Frequently asked questions
What makes an ESPP sale a “qualifying disposition”?
Two holding rules must both be met: at least 2 years from the offering/grant date AND at least 1 year from the purchase date (IRC §423(a)(1) and §423(a)(2)). Miss either one and the sale is a disqualifying disposition with worse tax treatment. See IRS Publication 525 (Taxable and Nontaxable Income), section "Employee Stock Purchase Plan."
How is the ordinary income calculated on a qualifying sale?
Per IRC §423(c), ordinary income is the LESSER of (a) the discount available at grant — for a typical 15% discount plan, that's grant-date FMV × 15% — or (b) your actual gain (sale price minus your purchase price). Anything above that ordinary-income piece is long-term capital gain. Brokers report the grant-date FMV in Form 3922 Box 2 and the deemed option price in Box 4.

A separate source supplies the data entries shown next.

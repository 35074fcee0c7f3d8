//! Placement of a layer onto the canonical canvas, and layer compositing.
//!
//! Drawing goes through tiny-skia (re-exported by resvg) so that scaled
//! layers are filtered the same way a 2D canvas `drawImage` call would be.

use image::{Rgba, RgbaImage};
use resvg::tiny_skia::{
    ColorU8, FilterQuality, Pixmap, PixmapPaint, PremultipliedColorU8, Transform,
};

use crate::codec::LayerImage;
use crate::layer::{LayerAdjustment, Rendered};

// ============================================================================
// Placement
// ============================================================================

/// Where a layer lands on the canvas, in canvas pixels.
#[derive(Debug, Clone, Copy, PartialEq)]
pub struct Placement {
    pub origin_x: f32,
    pub origin_y: f32,
    pub width: f32,
    pub height: f32,
}

impl Placement {
    /// Computes the placement for `adjustment` on a `canvas_size` square.
    ///
    /// The scaled layer is centered first, then shifted by `(x, y)`.
    pub fn compute(canvas_size: u32, adjustment: &LayerAdjustment) -> Self {
        let canvas = canvas_size as f32;
        let factor = adjustment.scale_factor();
        let width = canvas * factor;
        let height = canvas * factor;
        Self {
            origin_x: (canvas - width) / 2.0 + adjustment.x,
            origin_y: (canvas - height) / 2.0 + adjustment.y,
            width,
            height,
        }
    }

    pub fn center(&self) -> (f32, f32) {
        (
            self.origin_x + self.width / 2.0,
            self.origin_y + self.height / 2.0,
        )
    }
}

// ============================================================================
// LayerTransformer
// ============================================================================

/// Renders a layer onto a blank canonical canvas with a given adjustment.
#[derive(Debug, Clone, Copy)]
pub struct LayerTransformer {
    canonical_size: u32,
}

impl LayerTransformer {
    pub fn new(canonical_size: u32) -> Self {
        Self { canonical_size }
    }

    pub fn canonical_size(&self) -> u32 {
        self.canonical_size
    }

    /// Applies `adjustment` to `image`.
    ///
    /// Absent or identity adjustments return the input unchanged, without
    /// decoding. If the source cannot be decoded or drawn, the input itself
    /// is returned as a degraded result.
    pub fn transform(
        &self,
        image: &LayerImage,
        adjustment: Option<&LayerAdjustment>,
    ) -> Rendered<LayerImage> {
        let Some(adjustment) = adjustment.filter(|adj| !adj.is_identity()) else {
            return Rendered::Clean(image.clone());
        };

        let source = match image.to_rgba() {
            Ok(source) => source,
            Err(err) => {
                return Rendered::Degraded {
                    fallback: image.clone(),
                    reason: err.to_string(),
                };
            }
        };

        match self.place(&source, adjustment) {
            Some(canvas) => Rendered::Clean(LayerImage::Decoded(canvas)),
            None => Rendered::Degraded {
                fallback: image.clone(),
                reason: format!(
                    "could not allocate a {0}x{0} canvas for a {1}x{2} source",
                    self.canonical_size,
                    source.width(),
                    source.height()
                ),
            },
        }
    }

    /// Draws `source` scaled and translated onto a transparent canvas.
    ///
    /// Content outside the canvas is clipped by its edges.
    fn place(&self, source: &RgbaImage, adjustment: &LayerAdjustment) -> Option<RgbaImage> {
        let placement = Placement::compute(self.canonical_size, adjustment);
        let src = rgba_image_to_pixmap(source)?;
        let mut canvas = Pixmap::new(self.canonical_size, self.canonical_size)?;

        let sx = placement.width / source.width() as f32;
        let sy = placement.height / source.height() as f32;
        let transform =
            Transform::from_row(sx, 0.0, 0.0, sy, placement.origin_x, placement.origin_y);

        let paint = PixmapPaint {
            quality: FilterQuality::Bicubic,
            ..PixmapPaint::default()
        };
        canvas.draw_pixmap(0, 0, src.as_ref(), &paint, transform, None);

        Some(pixmap_to_rgba_image(&canvas))
    }
}

// ============================================================================
// Pixmap Conversion
// ============================================================================

/// Converts an image::RgbaImage into a premultiplied tiny_skia Pixmap.
fn rgba_image_to_pixmap(img: &RgbaImage) -> Option<Pixmap> {
    let mut pixmap = Pixmap::new(img.width(), img.height())?;
    for (dst, src) in pixmap.pixels_mut().iter_mut().zip(img.pixels()) {
        let [r, g, b, a] = src.0;
        *dst = ColorU8::from_rgba(r, g, b, a).premultiply();
    }
    Some(pixmap)
}

/// Converts a tiny_skia Pixmap to an image::RgbaImage.
fn pixmap_to_rgba_image(pixmap: &Pixmap) -> RgbaImage {
    let mut img = RgbaImage::new(pixmap.width(), pixmap.height());
    for (dst, src) in img.pixels_mut().zip(pixmap.pixels()) {
        *dst = unpremultiply(*src);
    }
    img
}

/// Unpremultiplies a premultiplied alpha pixel.
fn unpremultiply(pixel: PremultipliedColorU8) -> Rgba<u8> {
    let a = pixel.alpha();
    if a == 0 {
        return Rgba([0, 0, 0, 0]);
    }
    let a_f = a as f32 / 255.0;
    let channel = |c: u8| (c as f32 / a_f).round().min(255.0) as u8;
    Rgba([
        channel(pixel.red()),
        channel(pixel.green()),
        channel(pixel.blue()),
        a,
    ])
}

// ============================================================================
// Compositing
// ============================================================================

/// Stacks `layer` on top of `base` (source-over).
///
/// Both images must have the same dimensions; otherwise `base` is left
/// untouched and `false` is returned.
pub fn composite_over(base: &mut RgbaImage, layer: &RgbaImage) -> bool {
    if base.dimensions() != layer.dimensions() {
        return false;
    }
    for (below, above) in base.pixels_mut().zip(layer.pixels()) {
        *below = source_over(*above, *below);
    }
    true
}

fn source_over(above: Rgba<u8>, below: Rgba<u8>) -> Rgba<u8> {
    let top_a = above[3] as f32 / 255.0;
    let under_a = below[3] as f32 / 255.0 * (1.0 - top_a);
    let alpha = top_a + under_a;
    if alpha <= 0.0 {
        return Rgba([0, 0, 0, 0]);
    }
    let mix = |i: usize| {
        let c = (above[i] as f32 * top_a + below[i] as f32 * under_a) / alpha;
        c.round().min(255.0) as u8
    };
    Rgba([mix(0), mix(1), mix(2), (alpha * 255.0).round() as u8])
}

// ============================================================================
// Tests
// ============================================================================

How is the purchase price computed?
For a §423 plan with lookback: purchase price = the lower of (offer-date FMV, purchase-date FMV) × (1 − discount), per the standard plan terms allowed under Treas. Reg. §1.423-2. Plans without lookback set both FMVs equal — enter the same value in both fields.
What is the disqualifying disposition comparison?
On a disqualifying sale, ordinary income is the full bargain element on purchase date (purchase-date FMV − purchase price), uncapped (per IRC §421(b)). Any further gain is short-term or long-term capital gain depending on holding from purchase. The calculator computes both so you can see the dollar value of the qualifying tax break.
Does this include state tax?
Yes — at your state’s top marginal rate by default, with a manual override. Most states (including California per FTB Pub 1004) tax both the ordinary-income piece and the long-term capital gain at ordinary rates with no preferential LTCG treatment.
Does it include NIIT?
Yes. The 3.8% Net Investment Income Tax (IRC §1411) is applied to the long-term capital-gain portion when MAGI exceeds the statutory threshold ($200k single / $250k MFJ / $125k MFS). Thresholds are not inflation-indexed.
What about a sale below my purchase price?
Ordinary income is zero in that case (you can’t recognize ordinary income greater than your actual gain, per the §423(c) lesser-of rule), and you have a long-term capital loss equal to sale price − purchase price reportable on Schedule D.
Is this tax advice?
No — it’s an estimate based on IRS Pub 525, IRC §423, and your inputs. It does not consider AMT, multi-state residency, wash-sale interactions, or other facts a CPA would catch. For real money decisions, talk to a licensed tax professional.